• Stefy Lanza (nextime / spora )'s avatar
    coderai: global host-RAM cap with leak watch + disk-offload eviction · 99f8ba85
    Stefy Lanza (nextime / spora ) authored
    Add a server-wide host-RAM ceiling (OffloadConfig.max_ram_gb) alongside the
    existing VRAM budgeting:
    
    - hf_loading clamps the accelerate CPU-offload budget to the headroom under
      the cap, so overflow spills to the disk offload folder instead of growing RSS.
    - manager: process-tree RSS accounting, true-LRU (active_in_vram property stamps
      _last_used), shared _evict_one, and _evict_models_for_ram; idle models are
      evicted before a new load when RSS nears the cap.

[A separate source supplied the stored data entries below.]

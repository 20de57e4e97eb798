//! Strongly-typed identifier value objects.

use serde::{Deserialize, Serialize};
use std::fmt;
use std::str::FromStr;
use uuid::Uuid;

use super::ValidationError;

/// Identifier of a merchant account (typically issued by the auth provider).
#[derive(Debug, Clone, PartialEq, Eq, Hash, Serialize, Deserialize)]
#[serde(transparent)]
pub struct AccountId(String);

impl AccountId {
    /// Creates a new AccountId, returning error if empty.
    pub fn new(id: impl Into<String>) -> Result<Self, ValidationError> {
        let id = id.into();
        if id.is_empty() {
            return Err(ValidationError::empty_field("account_id"));
        }
        Ok(Self(id))
    }

    /// Returns the inner string slice.
    pub fn as_str(&self) -> &str {
        &self.0
    }
}

impl fmt::Display for AccountId {
    fn fmt(&self, f: &mut fmt::Formatter<'_>) -> fmt::Result {
        write!(f, "{}", self.0)
    }
}

/// Provider-assigned identifier of a billing event.
///
/// Opaque string from the payment provider (`evt_...` in the wild) or a
/// synthetic `adm_<uuid>` for administrative adjustments. Uniqueness of
/// this value is the deduplication ground truth.
#[derive(Debug, Clone, PartialEq, Eq, Hash, Serialize, Deserialize)]
#[serde(transparent)]
pub struct EventId(String);

impl EventId {
    /// Creates a new EventId, returning error if empty.
    pub fn new(id: impl Into<String>) -> Result<Self, ValidationError> {
        let id = id.into();
        if id.is_empty() {
            return Err(ValidationError::empty_field("event_id"));
        }
        Ok(Self(id))
    }

    /// Creates a synthetic event id for an administrative adjustment.
    pub fn synthetic_admin() -> Self {
        Self(format!("adm_{}", Uuid::new_v4()))
    }

    /// Returns the inner string slice.
    pub fn as_str(&self) -> &str {
        &self.0
    }
}

impl fmt::Display for EventId {
    fn fmt(&self, f: &mut fmt::Formatter<'_>) -> fmt::Result {
        write!(f, "{}", self.0)
    }
}

/// Unique identifier for a wallet ledger transaction.
#[derive(Debug, Clone, Copy, PartialEq, Eq, Hash, Serialize, Deserialize)]
#[serde(transparent)]
pub struct TransactionId(Uuid);

impl TransactionId {
    /// Creates a new random TransactionId.
    pub fn new() -> Self {
        Self(Uuid::new_v4())
    }

    /// Creates a TransactionId from an existing UUID.
    pub fn from_uuid(uuid: Uuid) -> Self {
        Self(uuid)
    }

    /// Returns the inner UUID.
    pub fn as_uuid(&self) -> &Uuid {
        &self.0
    }
}

impl Default for TransactionId {
    fn default() -> Self {
        Self::new()
    }
}

impl fmt::Display for TransactionId {
    fn fmt(&self, f: &mut fmt::Formatter<'_>) -> fmt::Result {
        write!(f, "{}", self.0)
    }
}

impl FromStr for TransactionId {
    type Err = uuid::Error;

    fn from_str(s: &str) -> Result<Self, Self::Err> {
        Ok(Self(Uuid::parse_str(s)?))
    }
}
//! HTTP adapters - REST API surface built on Axum.

pub mod billing;

pub use billing::{billing_router, BillingAppState};
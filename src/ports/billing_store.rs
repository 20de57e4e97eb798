//! BillingStore port - atomic storage for events, memberships, and wallets.
//!
//! The store owns the exactly-once guarantee: the event-id claim and
//! every ledger effect of that event go through `commit` as ONE storage
//! transaction. There is no separate "mark processed" step that could
//! be lost after the effects land.
//!
//! ## Why one port instead of three repositories
//!
//! The provider redelivers events freely (timeouts, 5xx responses, lost
//! acks). Splitting the event record and the ledger writes across
//! repositories would leave a window where effects are committed but
//! the dedup marker is not, and a redelivery would double-apply them.

use async_trait::async_trait;

use crate::domain::billing::{
    BillingEvent, Membership, RefundShortfall, WalletBalance, WalletTransaction,
};
use crate::domain::foundation::{AccountId, DomainError, EventId, Timestamp};

/// Current billing state of one account.
///
/// Accounts with no rows yet get synthesized defaults at version 0;
/// the first commit inserts them.
#[derive(Debug, Clone)]
pub struct AccountSnapshot {
    pub membership: Membership,
    pub wallet: WalletBalance,
}

/// Ledger writes to apply atomically together with the event claim.
///
/// The `membership` and `wallet` values carry the `version` of the
/// snapshot they were computed from; the store applies them only if
/// that version still holds, bumping it on success.
#[derive(Debug, Clone, Default)]
pub struct CommitWrites {
    pub membership: Option<Membership>,
    pub wallet_transaction: Option<WalletTransaction>,
    pub wallet: Option<WalletBalance>,
    pub shortfall: Option<RefundShortfall>,
}

impl CommitWrites {
    /// No ledger effects; only the event record is written.
    pub fn none() -> Self {
        Self::default()
    }

    pub fn is_empty(&self) -> bool {
        self.membership.is_none()
            && self.wallet_transaction.is_none()
            && self.wallet.is_none()
            && self.shortfall.is_none()
    }
}

/// Result of an atomic commit.
#[derive(Debug, Clone, Copy, PartialEq, Eq)]
pub enum CommitResult {
    /// The event claim and all writes landed.
    Applied,
    /// Another delivery already settled this event id; nothing was
    /// written.
    DuplicateEvent,
}

/// Result of a version-checked sweep downgrade.
#[derive(Debug, Clone, Copy, PartialEq, Eq)]
pub enum DowngradeResult {
    Downgraded,
    /// A concurrent writer moved the row first; left untouched.
    Skipped,
}

/// Port for the billing storage backend.
///
/// Implementations must use database constraints (PRIMARY KEY on
/// event_id, version columns) rather than application locks; several
/// gateway workers may reconcile concurrently.
#[async_trait]
pub trait BillingStore: Send + Sync {
    /// Finds a recorded event by its provider id.
    ///
    /// Returns `None` if the event has never been seen.
    async fn find_event(&self, event_id: &EventId) -> Result<Option<BillingEvent>, DomainError>;

    /// Loads the account's membership and wallet, synthesizing
    /// version-0 defaults for rows that don't exist yet.
    async fn load_snapshot(&self, account_id: &AccountId) -> Result<AccountSnapshot, DomainError>;

    /// Atomically claims the event id and applies the writes.
    ///
    /// - Returns `DuplicateEvent` when the event id is already settled
    ///   (outcome applied or duplicate); nothing is written.
    /// - An existing record with outcome `failed` does NOT count as
    ///   settled: the commit replaces it, so redelivery can succeed
    ///   after the original cause is fixed.
    /// - Returns a `StorageConflict` error when a version check fails;
    ///   the caller reloads the snapshot and retries.
    async fn commit(
        &self,
        event: &BillingEvent,
        writes: CommitWrites,
    ) -> Result<CommitResult, DomainError>;

    /// Version-checked membership write outside event processing
    /// (cancel / resume requests).
    ///
    /// Returns a `StorageConflict` error when the row's version no
    /// longer matches.
    async fn update_membership(&self, membership: &Membership) -> Result<(), DomainError>;

    /// Paid memberships whose expiry is at or before `now`, oldest
    /// first, up to `limit` rows.
    async fn expired_memberships(
        &self,
        now: Timestamp,
        limit: i64,
    ) -> Result<Vec<Membership>, DomainError>;

    /// Applies a sweep downgrade if the row's version still matches.
    ///
    /// Unlike `update_membership` this never fails on a version
    /// mismatch; the row was won by a concurrent upgrade and the sweep
    /// simply moves on.
    async fn commit_downgrade(&self, membership: &Membership)
        -> Result<DowngradeResult, DomainError>;

    /// Recent wallet ledger entries for an account, newest first.
    async fn wallet_transactions(
        &self,
        account_id: &AccountId,
        limit: i64,
    ) -> Result<Vec<WalletTransaction>, DomainError>;

    /// Outstanding refund shortfalls, newest first.
    async fn refund_shortfalls(&self, limit: i64) -> Result<Vec<RefundShortfall>, DomainError>;
}
//! Domain layer containing business logic and domain types.
//!
//! # Module Organization
//!
//! - `foundation` - Shared domain primitives (value objects, IDs, errors)
//! - `billing` - Payment events, membership lifecycle, and the credit wallet

pub mod billing;
pub mod foundation;
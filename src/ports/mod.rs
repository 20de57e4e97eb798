//! Ports - Interfaces for external dependencies.
//!
//! Following hexagonal architecture, ports define the contracts between
//! the domain and the outside world. Adapters implement these ports;
//! handlers depend on them as `Arc<dyn Trait>` so storage and provider
//! backends stay swappable.

mod billing_provider;
mod billing_store;

pub use billing_provider::{BillingProvider, ProviderError};
pub use billing_store::{
    AccountSnapshot, BillingStore, CommitResult, CommitWrites, DowngradeResult,
};
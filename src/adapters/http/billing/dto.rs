//! HTTP DTOs (Data Transfer Objects) for billing endpoints.
//!
//! These types define the JSON request/response structure for the
//! billing API. They serve as the boundary between HTTP and the
//! application layer.

use serde::{Deserialize, Serialize};

use crate::application::handlers::billing::{MembershipView, WalletView};
use crate::domain::billing::{
    MembershipLevel, MembershipState, RefundShortfall, SweepReport, WalletBalance,
    WalletTransaction,
};
use crate::domain::foundation::Timestamp;

// ════════════════════════════════════════════════════════════════════════════════
// Request DTOs
// ════════════════════════════════════════════════════════════════════════════════

/// Request to top up the caller's wallet.
#[derive(Debug, Clone, Deserialize)]
pub struct CreditWalletRequest {
    /// Amount in cents; must be positive.
    pub amount_cents: i64,
}

/// Admin request to adjust any account's wallet.
#[derive(Debug, Clone, Deserialize)]
pub struct ForceCreditRequest {
    pub account_id: String,
    /// Signed amount in cents; negative debits.
    pub amount_cents: i64,
}

/// Admin request to set an exact membership level.
#[derive(Debug, Clone, Deserialize)]
pub struct ForceMembershipLevelRequest {
    pub account_id: String,
    pub level: MembershipLevel,
    pub period_days: i64,
}

// ════════════════════════════════════════════════════════════════════════════════
// Response DTOs
// ════════════════════════════════════════════════════════════════════════════════

/// Acknowledgement for a processed webhook delivery.
#[derive(Debug, Clone, Serialize)]
pub struct WebhookAckResponse {
    pub event_id: String,
    /// "applied" or "duplicate".
    pub outcome: &'static str,
}

#[derive(Debug, Clone, Serialize)]
pub struct LevelFeaturesResponse {
    pub assistant_enabled: bool,
    pub max_connected_sites: u32,
    pub image_uploads: bool,
}

#[derive(Debug, Clone, Serialize)]
pub struct MembershipResponse {
    pub account_id: String,
    pub level: MembershipLevel,
    /// "free", "active", or "pending_cancel".
    pub state: &'static str,
    #[serde(skip_serializing_if = "Option::is_none")]
    pub expires_at: Option<Timestamp>,
    pub days_remaining: u32,
    pub cancel_at_period_end: bool,
    pub features: LevelFeaturesResponse,
}

impl From<MembershipView> for MembershipResponse {
    fn from(view: MembershipView) -> Self {
        Self {
            account_id: view.account_id.as_str().to_string(),
            level: view.level,
            state: state_label(view.state),
            expires_at: view.expires_at,
            days_remaining: view.days_remaining,
            cancel_at_period_end: view.cancel_at_period_end,
            features: LevelFeaturesResponse {
                assistant_enabled: view.features.assistant_enabled,
                max_connected_sites: view.features.max_connected_sites,
                image_uploads: view.features.image_uploads,
            },
        }
    }
}

#[derive(Debug, Clone, Serialize)]
pub struct WalletTransactionResponse {
    pub id: String,
    pub source_event_id: String,
    pub amount_cents: i64,
    pub reason: &'static str,
    pub created_at: Timestamp,
}

impl From<WalletTransaction> for WalletTransactionResponse {
    fn from(tx: WalletTransaction) -> Self {
        Self {
            id: tx.id.to_string(),
            source_event_id: tx.source_event_id.as_str().to_string(),
            amount_cents: tx.amount_cents,
            reason: tx.reason.as_str(),
            created_at: tx.created_at,
        }
    }
}

#[derive(Debug, Clone, Serialize)]
pub struct WalletResponse {
    pub account_id: String,
    pub balance_cents: i64,
    pub transaction_count: i64,
    pub transactions: Vec<WalletTransactionResponse>,
}

impl From<WalletView> for WalletResponse {
    fn from(view: WalletView) -> Self {
        Self {
            account_id: view.balance.account_id.as_str().to_string(),
            balance_cents: view.balance.balance_cents,
            transaction_count: view.balance.transaction_count,
            transactions: view
                .transactions
                .into_iter()
                .map(WalletTransactionResponse::from)
                .collect(),
        }
    }
}

/// Balance-only response for write endpoints.
#[derive(Debug, Clone, Serialize)]
pub struct BalanceResponse {
    pub account_id: String,
    pub balance_cents: i64,
}

impl From<WalletBalance> for BalanceResponse {
    fn from(balance: WalletBalance) -> Self {
        Self {
            account_id: balance.account_id.as_str().to_string(),
            balance_cents: balance.balance_cents,
        }
    }
}

#[derive(Debug, Clone, Serialize)]
pub struct SweepResponse {
    pub downgraded: u64,
    pub skipped: u64,
}

impl From<SweepReport> for SweepResponse {
    fn from(report: SweepReport) -> Self {
        Self {
            downgraded: report.downgraded,
            skipped: report.skipped,
        }
    }
}

#[derive(Debug, Clone, Serialize)]
pub struct RefundShortfallResponse {
    pub account_id: String,
    pub source_event_id: String,
    pub requested_cents: i64,
    pub debited_cents: i64,
    pub missing_cents: i64,
    pub created_at: Timestamp,
}

impl From<RefundShortfall> for RefundShortfallResponse {
    fn from(shortfall: RefundShortfall) -> Self {
        Self {
            missing_cents: shortfall.missing_cents(),
            account_id: shortfall.account_id.as_str().to_string(),
            source_event_id: shortfall.source_event_id.as_str().to_string(),
            requested_cents: shortfall.requested_cents,
            debited_cents: shortfall.debited_cents,
            created_at: shortfall.created_at,
        }
    }
}

/// Standard error payload for all billing endpoints.
#[derive(Debug, Clone, Serialize)]
pub struct ErrorResponse {
    /// Error code for programmatic handling.
    pub error_code: String,
    /// Human-readable error message.
    pub message: String,
}

impl ErrorResponse {
    pub fn new(error_code: impl Into<String>, message: impl Into<String>) -> Self {
        Self {
            error_code: error_code.into(),
            message: message.into(),
        }
    }
}

fn state_label(state: MembershipState) -> &'static str {
    match state {
        MembershipState::Free => "free",
        MembershipState::Active => "active",
        MembershipState::PendingCancel => "pending_cancel",
    }
}

#[cfg(test)]
mod tests {
    use super::*;

    #[test]
    fn state_labels_are_snake_case() {
        assert_eq!(state_label(MembershipState::Free), "free");
        assert_eq!(state_label(MembershipState::PendingCancel), "pending_cancel");
    }

    #[test]
    fn membership_level_deserializes_from_lowercase() {
        let request: ForceMembershipLevelRequest = serde_json::from_str(
            r#"{"account_id":"acct-1","level":"premium","period_days":30}"#,
        )
        .unwrap();
        assert_eq!(request.level, MembershipLevel::Premium);
    }
}
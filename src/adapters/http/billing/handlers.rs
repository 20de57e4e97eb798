//! HTTP handlers for billing endpoints.
//!
//! These handlers connect Axum routes to application layer
//! command/query handlers.

use std::sync::Arc;

use axum::extract::{Json, State};
use axum::http::StatusCode;
use axum::response::IntoResponse;

use crate::application::handlers::billing::{
    CancelMembershipCommand, CancelMembershipHandler, CreditWalletCommand, CreditWalletHandler,
    ForceCreditCommand, ForceCreditHandler, ForceMembershipLevelCommand,
    ForceMembershipLevelHandler, GetMembershipHandler, GetMembershipQuery, GetWalletHandler,
    GetWalletQuery, ProcessWebhookCommand, ProcessWebhookHandler, ResumeMembershipCommand,
    ResumeMembershipHandler, SweepExpiredHandler,
};
use crate::domain::billing::{
    ExpirySweeper, PaddleWebhookVerifier, ReconcileError, Reconciler, ReconciliationResult,
};
use crate::domain::foundation::{AccountId, DomainError, ErrorCode};
use crate::ports::{BillingProvider, BillingStore};

use super::dto::{
    BalanceResponse, CreditWalletRequest, ErrorResponse, ForceCreditRequest,
    ForceMembershipLevelRequest, MembershipResponse, RefundShortfallResponse, SweepResponse,
    WalletResponse, WebhookAckResponse,
};

// ════════════════════════════════════════════════════════════════════════════════
// Application State
// ════════════════════════════════════════════════════════════════════════════════

/// Shared application state containing all dependencies.
///
/// This struct is cloned for each request and contains Arc-wrapped
/// dependencies for efficient sharing across handlers.
#[derive(Clone)]
pub struct BillingAppState {
    pub store: Arc<dyn BillingStore>,
    pub provider: Arc<dyn BillingProvider>,
    pub reconciler: Arc<Reconciler>,
    pub sweeper: Arc<ExpirySweeper>,
    pub webhook_verifier: PaddleWebhookVerifier,
}

impl BillingAppState {
    /// Create handlers on demand from the shared state.
    pub fn webhook_handler(&self) -> ProcessWebhookHandler {
        ProcessWebhookHandler::new(self.webhook_verifier.clone(), self.reconciler.clone())
    }

    pub fn get_membership_handler(&self) -> GetMembershipHandler {
        GetMembershipHandler::new(self.store.clone())
    }

    pub fn get_wallet_handler(&self) -> GetWalletHandler {
        GetWalletHandler::new(self.store.clone())
    }

    pub fn credit_wallet_handler(&self) -> CreditWalletHandler {
        CreditWalletHandler::new(self.store.clone(), self.reconciler.clone())
    }

    pub fn cancel_membership_handler(&self) -> CancelMembershipHandler {
        CancelMembershipHandler::new(self.store.clone(), self.provider.clone())
    }

    pub fn resume_membership_handler(&self) -> ResumeMembershipHandler {
        ResumeMembershipHandler::new(self.store.clone(), self.provider.clone())
    }

    pub fn force_credit_handler(&self) -> ForceCreditHandler {
        ForceCreditHandler::new(self.reconciler.clone())
    }

    pub fn force_membership_level_handler(&self) -> ForceMembershipLevelHandler {
        ForceMembershipLevelHandler::new(self.reconciler.clone())
    }

    pub fn sweep_handler(&self) -> SweepExpiredHandler {
        SweepExpiredHandler::new(self.sweeper.clone())
    }
}

// ════════════════════════════════════════════════════════════════════════════════
// Account Context (would come from auth middleware in production)
// ════════════════════════════════════════════════════════════════════════════════

/// Authenticated account context extracted from the request.
///
/// In production, this would be extracted from JWT/session by auth
/// middleware. For now, uses a header-based extraction for
/// development/testing.
#[derive(Debug, Clone)]
pub struct AuthenticatedAccount {
    pub account_id: AccountId,
}

/// Rejection type for AuthenticatedAccount extraction.
pub struct AuthenticationRequired;

impl IntoResponse for AuthenticationRequired {
    fn into_response(self) -> axum::response::Response {
        let error = ErrorResponse::new("AUTHENTICATION_REQUIRED", "Authentication is required");
        (StatusCode::UNAUTHORIZED, Json(error)).into_response()
    }
}

impl<S> axum::extract::FromRequestParts<S> for AuthenticatedAccount
where
    S: Send + Sync,
{
    type Rejection = AuthenticationRequired;

    fn from_request_parts<'life0, 'life1, 'async_trait>(
        parts: &'life0 mut axum::http::request::Parts,
        _state: &'life1 S,
    ) -> std::pin::Pin<
        Box<dyn std::future::Future<Output = Result<Self, Self::Rejection>> + Send + 'async_trait>,
    >
    where
        'life0: 'async_trait,
        'life1: 'async_trait,
        Self: 'async_trait,
    {
        Box::pin(async move {
            let account_id = parts
                .headers
                .get("X-Account-Id")
                .and_then(|v| v.to_str().ok())
                .and_then(|s| AccountId::new(s).ok())
                .ok_or(AuthenticationRequired)?;

            Ok(AuthenticatedAccount { account_id })
        })
    }
}

// ════════════════════════════════════════════════════════════════════════════════
// Webhook Endpoint
// ════════════════════════════════════════════════════════════════════════════════

/// POST /api/webhooks/paddle - Handle Paddle webhook deliveries.
///
/// Status codes steer the provider's redelivery: 2xx acknowledges
/// (including duplicates), 4xx means the delivery itself is bad and
/// retrying won't help, 5xx asks for redelivery.
pub async fn handle_paddle_webhook(
    State(state): State<BillingAppState>,
    headers: axum::http::HeaderMap,
    body: axum::body::Bytes,
) -> Result<impl IntoResponse, WebhookApiError> {
    let signature = headers
        .get("Paddle-Signature")
        .and_then(|v| v.to_str().ok())
        .ok_or(WebhookApiError(ReconcileError::MissingField(
            "Paddle-Signature",
        )))?;

    let handler = state.webhook_handler();
    let cmd = ProcessWebhookCommand {
        payload: body.to_vec(),
        signature_header: signature.to_string(),
    };

    let result = handler.handle(cmd).await?;

    let response = WebhookAckResponse {
        event_id: result.event_id.as_str().to_string(),
        outcome: match result.outcome {
            ReconciliationResult::Applied => "applied",
            ReconciliationResult::Duplicate => "duplicate",
        },
    };
    Ok(Json(response))
}

// ════════════════════════════════════════════════════════════════════════════════
// Account Endpoints
// ════════════════════════════════════════════════════════════════════════════════

/// GET /api/billing/membership - Current account's membership view.
pub async fn get_membership(
    State(state): State<BillingAppState>,
    account: AuthenticatedAccount,
) -> Result<impl IntoResponse, BillingApiError> {
    let view = state
        .get_membership_handler()
        .handle(GetMembershipQuery {
            account_id: account.account_id,
        })
        .await?;
    Ok(Json(MembershipResponse::from(view)))
}

/// GET /api/billing/wallet - Current account's balance and recent ledger.
pub async fn get_wallet(
    State(state): State<BillingAppState>,
    account: AuthenticatedAccount,
) -> Result<impl IntoResponse, BillingApiError> {
    let view = state
        .get_wallet_handler()
        .handle(GetWalletQuery {
            account_id: account.account_id,
        })
        .await?;
    Ok(Json(WalletResponse::from(view)))
}

/// POST /api/billing/wallet/credit - Top up the wallet (members only).
pub async fn credit_wallet(
    State(state): State<BillingAppState>,
    account: AuthenticatedAccount,
    Json(request): Json<CreditWalletRequest>,
) -> Result<impl IntoResponse, BillingApiError> {
    let balance = state
        .credit_wallet_handler()
        .handle(CreditWalletCommand {
            account_id: account.account_id,
            amount_cents: request.amount_cents,
        })
        .await?;
    Ok((StatusCode::CREATED, Json(BalanceResponse::from(balance))))
}

/// POST /api/billing/membership/cancel - Schedule cancellation at
/// period end.
pub async fn cancel_membership(
    State(state): State<BillingAppState>,
    account: AuthenticatedAccount,
) -> Result<impl IntoResponse, BillingApiError> {
    let membership = state
        .cancel_membership_handler()
        .handle(CancelMembershipCommand {
            account_id: account.account_id,
        })
        .await?;
    let view = state
        .get_membership_handler()
        .handle(GetMembershipQuery {
            account_id: membership.account_id,
        })
        .await?;
    Ok(Json(MembershipResponse::from(view)))
}

/// POST /api/billing/membership/resume - Undo a scheduled cancellation.
pub async fn resume_membership(
    State(state): State<BillingAppState>,
    account: AuthenticatedAccount,
) -> Result<impl IntoResponse, BillingApiError> {
    let membership = state
        .resume_membership_handler()
        .handle(ResumeMembershipCommand {
            account_id: account.account_id,
        })
        .await?;
    let view = state
        .get_membership_handler()
        .handle(GetMembershipQuery {
            account_id: membership.account_id,
        })
        .await?;
    Ok(Json(MembershipResponse::from(view)))
}

// ════════════════════════════════════════════════════════════════════════════════
// Admin Endpoints (would check admin role in production)
// ════════════════════════════════════════════════════════════════════════════════

/// POST /api/admin/billing/credit - Signed wallet adjustment.
pub async fn force_credit(
    State(state): State<BillingAppState>,
    Json(request): Json<ForceCreditRequest>,
) -> Result<impl IntoResponse, BillingApiError> {
    let account_id = AccountId::new(request.account_id).map_err(DomainError::from)?;
    let balance = state
        .force_credit_handler()
        .handle(ForceCreditCommand {
            account_id,
            amount_cents: request.amount_cents,
        })
        .await?;
    Ok(Json(BalanceResponse::from(balance)))
}

/// POST /api/admin/billing/membership-level - Set an exact level.
pub async fn force_membership_level(
    State(state): State<BillingAppState>,
    Json(request): Json<ForceMembershipLevelRequest>,
) -> Result<impl IntoResponse, BillingApiError> {
    let account_id = AccountId::new(request.account_id).map_err(DomainError::from)?;
    state
        .force_membership_level_handler()
        .handle(ForceMembershipLevelCommand {
            account_id: account_id.clone(),
            level: request.level,
            period_days: request.period_days,
        })
        .await?;
    let view = state
        .get_membership_handler()
        .handle(GetMembershipQuery { account_id })
        .await?;
    Ok(Json(MembershipResponse::from(view)))
}

/// POST /api/admin/billing/sweep - Run one expiry sweep pass now.
pub async fn sweep_expired(
    State(state): State<BillingAppState>,
) -> Result<impl IntoResponse, BillingApiError> {
    let report = state.sweep_handler().handle().await?;
    Ok(Json(SweepResponse::from(report)))
}

/// GET /api/admin/billing/refund-shortfalls - Outstanding shortfalls.
pub async fn list_refund_shortfalls(
    State(state): State<BillingAppState>,
) -> Result<impl IntoResponse, BillingApiError> {
    let shortfalls = state.store.refund_shortfalls(100).await?;
    let response: Vec<RefundShortfallResponse> = shortfalls
        .into_iter()
        .map(RefundShortfallResponse::from)
        .collect();
    Ok(Json(response))
}

// ════════════════════════════════════════════════════════════════════════════════
// Error Handling
// ════════════════════════════════════════════════════════════════════════════════

/// API error type that converts domain errors to HTTP responses.
pub struct BillingApiError(DomainError);

impl From<DomainError> for BillingApiError {
    fn from(err: DomainError) -> Self {
        Self(err)
    }
}

impl IntoResponse for BillingApiError {
    fn into_response(self) -> axum::response::Response {
        let status = match self.0.code {
            ErrorCode::ValidationFailed
            | ErrorCode::EmptyField
            | ErrorCode::OutOfRange
            | ErrorCode::InvalidFormat => StatusCode::BAD_REQUEST,
            ErrorCode::MembershipNotFound | ErrorCode::EventNotFound => StatusCode::NOT_FOUND,
            ErrorCode::InvalidStateTransition
            | ErrorCode::StorageConflict
            | ErrorCode::DuplicateEvent
            | ErrorCode::InsufficientBalance => StatusCode::CONFLICT,
            ErrorCode::MembershipRequired => StatusCode::PAYMENT_REQUIRED,
            ErrorCode::Unauthorized => StatusCode::UNAUTHORIZED,
            ErrorCode::Forbidden => StatusCode::FORBIDDEN,
            ErrorCode::ProviderError => StatusCode::BAD_GATEWAY,
            ErrorCode::DownstreamUnavailable => StatusCode::SERVICE_UNAVAILABLE,
            ErrorCode::UnknownEventType => StatusCode::BAD_REQUEST,
            ErrorCode::DatabaseError | ErrorCode::InternalError => {
                StatusCode::INTERNAL_SERVER_ERROR
            }
        };

        let body = ErrorResponse::new(self.0.code.to_string(), self.0.message);
        (status, Json(body)).into_response()
    }
}

/// Error wrapper for the webhook endpoint, where status codes follow
/// the reconciliation error taxonomy instead of the domain error codes.
pub struct WebhookApiError(ReconcileError);

impl From<ReconcileError> for WebhookApiError {
    fn from(err: ReconcileError) -> Self {
        Self(err)
    }
}

impl IntoResponse for WebhookApiError {
    fn into_response(self) -> axum::response::Response {
        let status = self.0.status_code();
        let body = ErrorResponse::new("WEBHOOK_REJECTED", self.0.to_string());
        (status, Json(body)).into_response()
    }
}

    - ram_monitor.py: background watcher samples RSS, flags a suspected leak when it
      climbs while the scheduler is idle, and runs a mitigation ladder
      (gc -> empty_cache -> malloc_trim -> drop upscaler cache -> evict idle).
    - admin /status returns a ram block; Settings page exposes max RAM + evict/
      leak-watch toggles (applied live); dashboard shows a RAM gauge + leak badge.
    
    Also fold loaded upscalers (_UPSCALER_CACHE) into the dashboard models-loaded
    count so an active upscale no longer reports '0 models loaded'.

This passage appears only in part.